I really like that you can fill in the numbers for your size through out the pattern (same way you can with the Ysolda Teague patterns from Little Red in the City). The layout where you can fill in your own numbers rather than circling or highlighting the size your working on is a great option for patterns with many sizes.
The designer used Knit Picks Palatte and we decided to go with that yarn for the shrug. The Palatte yarn line comes in 150 colors so there are a lot of options. We selected a teal for the shrug with white for the ribbing and black for edging.
The shrug itself is essentially a huge rectangle with some increasing and decreasing for the arms and bust shaping. It is a ton of stitches that make up a gigantic rectangle. I don’t know the last time I knit a rectangle of stockinette stitch this size – once again, it’s enormous.
To make the shrug a shrug, you fold up the stockinette rectangle like knit origami and seam. I did a small modification when it came to the sleeves. I did the ribbing after seaming the rest of the sweater, rather than before as the patterns calls for. I thought it made more sense and would have a more finished look knit in the round.

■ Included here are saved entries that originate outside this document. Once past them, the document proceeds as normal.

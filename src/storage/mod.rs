// SPDX-License-Identifier: MIT
// Copyright 2026 Roland Dreier <roland@rolandd.dev>

//! Persistent client-side key-value storage.
//!
//! Holds a handful of string entries (bearer token, serialized user record,
//! last celebrated streak). Writers are expected to be the token store and
//! the celebration path only.

pub mod file;
pub mod memory;

pub use file::FileStorage;
pub use memory::MemoryStorage;

/// Storage keys as constants.
pub mod keys {
    pub const TOKEN: &str = "token";
    pub const USER: &str = "user";
    pub const LAST_SHOWN_STREAK: &str = "lastShownStreak";
}

/// A persistent string key-value medium.
///
/// `set_many` and `remove_many` apply all of their entries in one write so
/// that readers never observe a partial update.
pub trait Storage: Send + Sync {
    fn get(&self, key: &str) -> Result<Option<String>, StorageError>;

    fn set_many(&self, entries: &[(&str, String)]) -> Result<(), StorageError>;

    fn remove_many(&self, keys: &[&str]) -> Result<(), StorageError>;

    fn set(&self, key: &str, value: String) -> Result<(), StorageError> {
        self.set_many(&[(key, value)])
    }

    fn remove(&self, key: &str) -> Result<(), StorageError> {
        self.remove_many(&[key])
    }
}

/// Storage errors
#[derive(Debug, thiserror::Error)]
pub enum StorageError {
    #[error("Storage I/O error: {0}")]
    Io(#[from] std::io::Error),

    #[error("Storage serialization error: {0}")]
    Serialize(#[from] serde_json::Error),

    #[error("Storage lock poisoned")]
    Poisoned,
}
// SPDX-License-Identifier: MIT
// Copyright 2026 Roland Dreier <roland@rolandd.dev>

//! MindMate client session tool
//!
//! `status` (default) runs the app-start flow: restore the local session,
//! confirm it with the server and report the check-in streak.
//! `logout` ends the stored session.

use mindmate_client::{config::Config, services::streak, storage::FileStorage, AppState};
use std::sync::Arc;
use tracing_subscriber::{layer::SubscriberExt, util::SubscriberInitExt};

#[tokio::main]
async fn main() -> anyhow::Result<()> {
    init_logging();

    let config = Config::from_env()?;
    let storage = Arc::new(FileStorage::open(&config.storage_path));
    tracing::info!(
        api = %config.api_base,
        storage = %config.storage_path.display(),
        "Starting MindMate client"
    );

    let state = AppState::new(config, storage);

    let command = std::env::args()
        .nth(1)
        .unwrap_or_else(|| "status".to_string());
    match command.as_str() {
        "logout" => Ok(state.session.logout()?),
        "status" => status(&state).await,
        other => anyhow::bail!("unknown command {:?} (expected status or logout)", other),
    }
}

async fn status(state: &AppState) -> anyhow::Result<()> {
    if !state.session.init() {
        tracing::info!("Not logged in");
        return Ok(());
    }

    // Local check passed; the server has the final say.
    let user = match state.api.current_user().await {
        Ok(user) => user,
        Err(err) if err.is_session_expired() => {
            tracing::info!("Session rejected by server");
            return Ok(());
        }
        Err(err) => {
            tracing::error!(error = %err, "Session verification failed");
            if let Err(logout_err) = state.session.logout() {
                tracing::error!(error = %logout_err, "Failed to clear session");
            }
            return Err(err.into());
        }
    };

    if let Err(err) = state.session.update_user(&user) {
        tracing::warn!(error = %err, "Keeping previously stored user record");
    }

    let summary = streak::summarize_at(
        mindmate_client::time_utils::local_today(),
        &user.check_in_dates,
    );
    tracing::info!(
        user = user.display_name(),
        current = summary.current,
        longest = summary.longest,
        milestone = summary.milestone.title,
        next_milestone = summary.next_milestone,
        needs_refresh = state.session.needs_refresh(),
        "Session active"
    );

    if let Some(celebration) = state.celebrations.evaluate(&user.check_in_dates)? {
        tracing::info!(
            streak = celebration.streak,
            message = %celebration.message,
            "Celebrate"
        );
    }

    Ok(())
}

/// Initialize structured JSON logging.
fn init_logging() {
    let format = tracing_subscriber::fmt::layer()
        .json()
        .with_target(false)
        .with_current_span(true)
        .flatten_event(true);

    tracing_subscriber::registry()
        .with(
            tracing_subscriber::EnvFilter::from_default_env()
                .add_directive("mindmate_client=debug".parse().unwrap())
                .add_directive("info".parse().unwrap()),
        )
        .with(format)
        .init();
}
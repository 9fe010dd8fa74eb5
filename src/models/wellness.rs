// SPDX-License-Identifier: MIT
// Copyright 2026 Roland Dreier <roland@rolandd.dev>

//! Request and response bodies for check-ins, food logs, journaling,
//! chat and breathing sessions.

use serde::{Deserialize, Serialize};
use serde_json::Value;

#[derive(Debug, Clone, Copy, PartialEq, Eq, Serialize, Deserialize)]
#[serde(rename_all = "snake_case")]
pub enum Mood {
    VeryLow,
    Low,
    Neutral,
    Good,
    Excellent,
}

#[derive(Debug, Clone, Copy, PartialEq, Eq, Serialize, Deserialize)]
#[serde(rename_all = "snake_case")]
pub enum CheckinType {
    Morning,
    Evening,
    Custom,
}

#[derive(Debug, Clone, Copy, PartialEq, Eq, Serialize, Deserialize)]
#[serde(rename_all = "snake_case")]
pub enum MealType {
    Breakfast,
    Lunch,
    Dinner,
    Snack,
}

#[derive(Debug, Clone, Serialize)]
pub struct CheckinRequest {
    pub checkin_type: CheckinType,
    pub mood: Mood,
    /// 1-5
    pub energy_level: u8,
    /// 1-10
    pub stress_level: u8,
    /// 1-10
    pub hunger_level: u8,
    #[serde(skip_serializing_if = "Option::is_none")]
    pub sleep_quality: Option<u8>,
    #[serde(skip_serializing_if = "Option::is_none")]
    pub notes: Option<String>,
    #[serde(skip_serializing_if = "Option::is_none")]
    pub gratitude: Option<String>,
}

#[derive(Debug, Clone, Serialize)]
pub struct FoodLogRequest {
    pub meal_type: MealType,
    pub food_items: Vec<String>,
    #[serde(skip_serializing_if = "Option::is_none")]
    pub portion_size: Option<String>,
    pub hunger_before: u8,
    pub hunger_after: u8,
    pub emotions_before: Vec<String>,
    pub emotions_after: Vec<String>,
    #[serde(skip_serializing_if = "Option::is_none")]
    pub mindful_eating_score: Option<u8>,
    #[serde(skip_serializing_if = "Option::is_none")]
    pub notes: Option<String>,
}

#[derive(Debug, Clone, Serialize)]
pub struct JournalEntryRequest {
    #[serde(skip_serializing_if = "Option::is_none")]
    pub title: Option<String>,
    pub content: String,
    #[serde(skip_serializing_if = "Option::is_none")]
    pub mood: Option<Mood>,
    pub tags: Vec<String>,
    pub is_private: bool,
}

#[derive(Debug, Clone, Serialize)]
pub struct ChatMessageRequest {
    pub message: String,
    pub context: Option<Value>,
}

/// AI reply to a chat message.
#[derive(Debug, Clone, Deserialize)]
pub struct ChatReply {
    pub message: String,
    #[serde(default)]
    pub timestamp: Option<String>,
}

/// One exchange in the chat history.
#[derive(Debug, Clone, Deserialize)]
pub struct Conversation {
    #[serde(default)]
    pub id: Option<Value>,
    #[serde(default)]
    pub user_message: Option<String>,
    #[serde(default)]
    pub ai_response: Option<String>,
    #[serde(default)]
    pub created_at: Option<String>,
}

impl Conversation {
    /// True when either side of the exchange has visible text.
    pub fn has_content(&self) -> bool {
        let non_blank = |s: &Option<String>| s.as_deref().is_some_and(|t| !t.trim().is_empty());
        non_blank(&self.user_message) || non_blank(&self.ai_response)
    }
}

#[derive(Debug, Clone, Serialize)]
pub struct BreathingSessionRequest {
    pub technique: String,
    pub duration_seconds: u32,
    pub completed: bool,
    /// RFC3339, stamped by the client when the session is saved
    pub session_date: String,
}
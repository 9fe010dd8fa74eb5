// SPDX-License-Identifier: MIT
// Copyright 2026 Roland Dreier <roland@rolandd.dev>

//! Client-side session handling: token decoding, persistence and lifecycle.

pub mod session;
pub mod store;
pub mod token;

pub use session::{EndReason, SessionEvent, SessionManager, SessionState};
pub use store::{StoredSession, TokenStore};
pub use token::{DecodeError, ExpiryPolicy, TokenClaims};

The following photo is the same angle at pretty much the same distance as the one above, but the shrug is folded, seamed and edged:
I added a black i-cord edge to the finished shrug (the i-cord edge is not part of the pattern). My i-cord is three stitches and added to the outside of the sleeve ribbing and the inside of the body ribbing. I ended up doing the i-cord on the inside around the bust because the white peaked through the black yarn and this way you can’t see any white through the i-cord.
All in all, this is a great pattern and I’m glad we went with the palette yarn. I hadn’t used it before and it’s a nice fingering yarn. After blocking with a little oatmeal soap, the shrug is soft and ready to wear.